Candy, the pastor's wife who has led this sex group without the knowledge of her spouse, has decided that the sanctuary is not the place for these activities. At the same time, she declared her intention to step away from her duties in the church, arguing that she now feels "called" to support women in ways the institution does not.
"This isn't me rejecting the church," she told THE WEEKEND STAR. "I'm just simply recognising and acknowledging that this particular work requires a different environment."
For the past five years, Candy has operated a secret sex club for women who feel their marriages -- or their lives -- lack passion. After church services weekly, she and about 25 women gather in the sanctuary to have their world rocked by men who are recruited to provide services.
Some women have stopped attending the sessions since the operations in the 'club' were reported by this newspaper. Candy said one of the biggest lessons for her is the importance of boundaries.

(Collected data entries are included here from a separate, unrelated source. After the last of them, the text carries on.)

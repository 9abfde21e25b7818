//! Instruction stream codec
//!
//! Maps the symbolic instruction list onto wire words and back. Labels are
//! resolved to relative branch distances on encode and re-synthesized on
//! decode; try/catch distances are computed by a one-pass stack walk before
//! encoding and re-verified structurally after decoding. The decoder
//! range-checks every index and offset before use and rejects any stream in
//! which a jump escapes its innermost enclosing try/catch region.

use super::encoder::{WordReader, WordWriter};
use super::image::{EncodeError, LoadError};
use super::instr::Instruction;
use super::opcode::{Opcode, BRANCH_BACKWARD_BIT, MAX_BRANCH_DISTANCE, OPERAND_MASK};
use super::pools::{IntegerPool, StringPool};
use crate::heap::Word;
use rustc_hash::FxHashMap;

/// Encoded body words plus the real (label-free) instruction count.
#[derive(Debug)]
pub struct EncodedBody {
    /// Wire words, extension words included.
    pub words: Vec<Word>,
    /// Number of instructions (labels excluded, extension words not counted).
    pub instruction_count: usize,
}

/// A field operand observed while decoding, checked against the owning
/// class's field count once the owner is known.
#[derive(Debug, Clone, Copy)]
pub struct FieldRef {
    /// Declared-field index within the owning class's block.
    pub index: u32,
    /// Stream word position of the instruction, for error reporting.
    pub position: usize,
}

/// Decoded symbolic instructions plus deferred field checks.
#[derive(Debug)]
pub struct DecodedBody {
    /// Symbolic instruction list with synthesized labels.
    pub instructions: Vec<Instruction>,
    /// Field operands awaiting the owner's field count.
    pub field_refs: Vec<FieldRef>,
}

// ============================================================================
// Try/catch structure
// ============================================================================

#[derive(Debug, Clone, Copy, PartialEq, Eq)]
enum TcKind {
    Try,
    Catch,
    End,
    Other,
}

#[derive(Debug, Default)]
struct Regions {
    try_to_catch: FxHashMap<usize, usize>,
    catch_to_end: FxHashMap<usize, usize>,
    /// `(try, end)` index pairs, inclusive.
    spans: Vec<(usize, usize)>,
}

/// One-pass stack walk: every Catch/EndTryCatch closes the innermost
/// unmatched construct. Returns the offending instruction index on
/// imbalance.
fn match_regions(kinds: &[TcKind]) -> Result<Regions, usize> {
    enum Open {
        AwaitingCatch(usize),
        AwaitingEnd { try_index: usize, catch_index: usize },
    }

    let mut regions = Regions::default();
    let mut stack: Vec<Open> = Vec::new();
    for (index, &kind) in kinds.iter().enumerate() {
        match kind {
            TcKind::Try => stack.push(Open::AwaitingCatch(index)),
            TcKind::Catch => match stack.pop() {
                Some(Open::AwaitingCatch(try_index)) => {
                    regions.try_to_catch.insert(try_index, index);
                    stack.push(Open::AwaitingEnd {
                        try_index,
                        catch_index: index,
                    });
                }
                _ => return Err(index),
            },
            TcKind::End => match stack.pop() {
                Some(Open::AwaitingEnd {
                    try_index,
                    catch_index,
                }) => {
                    regions.catch_to_end.insert(catch_index, index);
                    regions.spans.push((try_index, index));
                }
                _ => return Err(index),
            },
            TcKind::Other => {}
        }
    }
    if let Some(open) = stack.last() {
        let index = match open {
            Open::AwaitingCatch(i) => *i,
            Open::AwaitingEnd { try_index, .. } => *try_index,
        };
        return Err(index);
    }
    Ok(regions)
}
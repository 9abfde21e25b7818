//! `vmil copy` — Re-encode an image through a load/store round trip.
//!
//! Useful for normalizing images from other producers: the output carries
//! the canonical pool ordering and synthesized positional names.

use anyhow::Context;
use std::fs::File;
use std::path::Path;

pub fn execute(input: &Path, output: &Path) -> anyhow::Result<()> {
    let program = super::load_image(input)?;

    let mut sink =
        File::create(output).with_context(|| format!("cannot create {}", output.display()))?;
    vmil_engine::write_image(&program, &mut sink)
        .with_context(|| format!("cannot write image {}", output.display()))?;

    println!(
        "{} -> {} ({} classes, {} handlers)",
        input.display(),
        output.display(),
        program.class_count(),
        program.handler_count()
    );
    Ok(())
}
//! `vmil verify` — Load an image and report whether it verifies.
//!
//! Loading already runs every structural check the codec knows; this
//! command adds the whole-hierarchy checks that need the wired program,
//! linearizing every class so inheritance errors surface too.

use std::path::Path;
use vmil_engine::linearize::linearization;

pub fn execute(file: &Path) -> anyhow::Result<()> {
    let program = super::load_image(file)?;

    let mut errors = 0usize;
    for (id, class) in program.classes() {
        if let Err(error) = linearization(&program, &program, id) {
            eprintln!("class {}: {error}", class.name);
            errors += 1;
        }
    }
    if errors > 0 {
        anyhow::bail!("{errors} class(es) failed to linearize");
    }

    println!(
        "{}: ok ({} classes, {} handlers)",
        file.display(),
        program.class_count(),
        program.handler_count()
    );
    Ok(())
}
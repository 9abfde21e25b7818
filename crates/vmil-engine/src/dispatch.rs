//! Message dispatch
//!
//! Resolves a message name against a receiver's linearization, honoring
//! visibility and explicit ancestor qualification. A miss is a value, not an
//! error: unqualified searches fall back to a default handler, and qualified
//! failures return [`Resolution::NotFound`] for the interpreter to turn into
//! whatever language-level condition it chooses.

use crate::linearize::{linearization, LinearizeError};
use crate::program::{ClassId, ClassResolver, HandlerId, Program, Visibility};

/// Separator between an explicit ancestor qualifier and the plain name.
pub const QUALIFIER: char = '.';

/// Outcome of a message resolution.
#[derive(Debug, Clone, Copy, PartialEq, Eq)]
pub enum Resolution {
    /// A named handler matched.
    Handler(HandlerId),
    /// No name matched; a default handler along the linearization applies.
    Default(HandlerId),
    /// Nothing applicable.
    NotFound,
}

/// Resolve `message` sent to an instance of `receiver` from code in `caller`.
///
/// A name containing [`QUALIFIER`] is a qualified send: the prefix names an
/// explicit ancestor class whose own handler table is searched, bypassing
/// normal override resolution.
pub fn resolve(
    program: &Program,
    resolver: &impl ClassResolver,
    receiver: ClassId,
    caller: ClassId,
    message: &str,
) -> Result<Resolution, LinearizeError> {
    match message.rsplit_once(QUALIFIER) {
        Some((target_name, plain)) => {
            resolve_qualified(program, resolver, receiver, caller, target_name, plain)
        }
        None => resolve_unqualified(program, resolver, receiver, caller, message),
    }
}

fn resolve_qualified(
    program: &Program,
    resolver: &impl ClassResolver,
    receiver: ClassId,
    caller: ClassId,
    target_name: &str,
    plain: &str,
) -> Result<Resolution, LinearizeError> {
    let Some(target) = resolver.resolve_class(caller, target_name) else {
        return Ok(Resolution::NotFound);
    };
    let receiver_lin = linearization(program, resolver, receiver)?;
    let caller_lin = linearization(program, resolver, caller)?;
    // The receiver must extend-or-equal the caller, and the named target
    // must be an ancestor of the caller.
    if !receiver_lin.contains(&caller) || !caller_lin.contains(&target) {
        return Ok(Resolution::NotFound);
    }
    // Only the target's own table; no default-handler fallback.
    match program.class(target).handler_named(plain) {
        Some(handler) if visible(program, target, caller, caller_lin, handler) => {
            Ok(Resolution::Handler(handler))
        }
        _ => Ok(Resolution::NotFound),
    }
}

fn resolve_unqualified(
    program: &Program,
    resolver: &impl ClassResolver,
    receiver: ClassId,
    caller: ClassId,
    message: &str,
) -> Result<Resolution, LinearizeError> {
    let receiver_lin = linearization(program, resolver, receiver)?;
    let caller_lin = linearization(program, resolver, caller)?;

    // First match in linearization order wins; that is what realizes
    // overriding. Handlers the caller may not see are skipped, not errors.
    for &owner in receiver_lin {
        if let Some(handler) = program.class(owner).handler_named(message) {
            if visible(program, owner, caller, caller_lin, handler) {
                return Ok(Resolution::Handler(handler));
            }
        }
    }

    // The walk exhausted: fall back to the first default handler along the
    // receiver's linearization, the receiver's own first.
    for &owner in receiver_lin {
        if let Some(default) = program.class(owner).default_handler {
            return Ok(Resolution::Default(default));
        }
    }
    Ok(Resolution::NotFound)
}

fn visible(
    program: &Program,
    owner: ClassId,
    caller: ClassId,
    caller_lin: &[ClassId],
    handler: HandlerId,
) -> bool {
    match program.handler(handler).visibility {
        Visibility::Public => true,
        Visibility::Protected => caller_lin.contains(&owner),
        Visibility::Private => caller == owner,
        // Reserved for the anonymous default slot; unmatchable by name.
        Visibility::None => false,
    }
}
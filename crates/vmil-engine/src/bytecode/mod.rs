//! VMIL bytecode: instruction model, pools, and the compiled image codec
//!
//! Split mirrors the pipeline: [`instr`] is the symbolic in-memory form,
//! [`opcode`] the wire word layout, [`encoder`] the raw word stream,
//! [`pools`] the literal pools, [`code`] the per-body codec, and [`image`]
//! the whole-program image format.

pub mod code;
pub mod encoder;
pub mod image;
pub mod instr;
pub mod opcode;
pub mod pools;

pub use code::{decode_body, encode_body, DecodedBody, EncodedBody, FieldRef};
pub use encoder::{words_from_bytes, DecodeError, WordReader, WordWriter};
pub use image::{read_image, read_program, write_image, write_program, EncodeError, LoadError};
pub use instr::Instruction;
pub use opcode::Opcode;
pub use pools::{IntegerPool, StringPool};
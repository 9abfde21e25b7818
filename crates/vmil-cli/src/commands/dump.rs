//! `vmil dump` — Print an image's classes, handlers, and bodies.

use std::path::Path;
use vmil_engine::program::{Class, HandlerBody, Program, Visibility};

pub fn execute(file: &Path, bodies: bool) -> anyhow::Result<()> {
    let program = super::load_image(file)?;

    println!(
        "{}: {} classes, {} handlers",
        file.display(),
        program.class_count(),
        program.handler_count()
    );
    if let Some(entry) = program.entrypoint {
        let handler = program.handler(entry);
        println!(
            "entrypoint: {}",
            handler.name.as_deref().unwrap_or("(default)")
        );
    }
    println!();

    for &root in program.roots() {
        dump_class(&program, program.class(root), 0, bodies);
    }
    Ok(())
}

fn dump_class(program: &Program, class: &Class, depth: usize, bodies: bool) {
    let pad = "  ".repeat(depth);
    let extends = if class.superclass_names.is_empty() {
        String::new()
    } else {
        format!(" extends {}", class.superclass_names.join(", "))
    };
    println!(
        "{pad}{} class {}{extends}",
        visibility_keyword(class.visibility),
        class.name
    );
    for field in &class.field_names {
        println!("{pad}  field {field}");
    }

    for &id in class.handlers() {
        let handler = program.handler(id);
        let name = handler.name.as_deref().unwrap_or("(default)");
        match &handler.body {
            HandlerBody::External { binding } => {
                println!(
                    "{pad}  {} external {name} -> {binding}",
                    visibility_keyword(handler.visibility)
                );
            }
            HandlerBody::Vmil { instructions, .. } => {
                println!(
                    "{pad}  {} handler {name} ({} args)",
                    visibility_keyword(handler.visibility),
                    handler.argument_count
                );
                if bodies {
                    for instruction in instructions {
                        println!("{pad}    {instruction}");
                    }
                }
            }
        }
    }
    if let Some(id) = class.default_handler {
        let handler = program.handler(id);
        println!("{pad}  default handler ({} args)", handler.argument_count);
        if bodies {
            if let HandlerBody::Vmil { instructions, .. } = &handler.body {
                for instruction in instructions {
                    println!("{pad}    {instruction}");
                }
            }
        }
    }

    for &inner in class.inner_classes() {
        dump_class(program, program.class(inner), depth + 1, bodies);
    }
}

fn visibility_keyword(visibility: Visibility) -> &'static str {
    match visibility {
        Visibility::Public => "public",
        Visibility::Protected => "protected",
        Visibility::Private => "private",
        Visibility::None => "anonymous",
    }
}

"Going forward, there would be clear guidelines about what the space is and what it is not," she said.
"Since coming forward I have lost a couple participants, and it really made me reflect on all this. I have to create a controlled, respectful environment where people can actually process what they're dealing with."
The disclosure fuelled debate, with some religious leaders condemning the activities as inappropriate, while others argued that it exposed long-standing silence around intimacy and fulfilment in marriages.
Now, Candy said the reactions have reinforced her belief that the issue runs deeper than many are willing to admit.
"I understand why people reacted the way they did," she said. "From the outside, it's easy to reduce it to something sensational. But that's not the full picture. Sometimes what looks wrong on the surface is really a response to something that has been ignored for too long."
Candy said she has been forced to confront her own place within the church and whether her evolving perspective can coexist with its expectations.
"The Church has structure and doctrine, and I respect that," she said. "But I'm also realising that there are lived experiences that don't always fit neatly into those structures, and the reality is, the Church is not always the easiest place to have these conversations."
Candy suggested that the demand that gave rise to the secret sex club has not disappeared.
"You can stop a space, but you can't switch off what people are experiencing internally," she said.
Her intention now is to establish a safe, structured space for women to openly explore and address relationship challenges.
"My intentions haven't changed," she insisted. "What's changing is the environment and how it's being carried out."
Her intention now is to develop a structured, support-based platform where women can openly discuss relationship challenges, including intimacy issues and emotional disconnect.
She was careful to draw a clear line between the proposed initiative and any formal religious setting.
"Church members are adults with real-life experiences and real relationship issues like everyone else," Candy said. "If someone from the church chooses to attend or participate, that would be their personal decision. But it would no longer be connected to church activities, church leadership or the church environment in any way."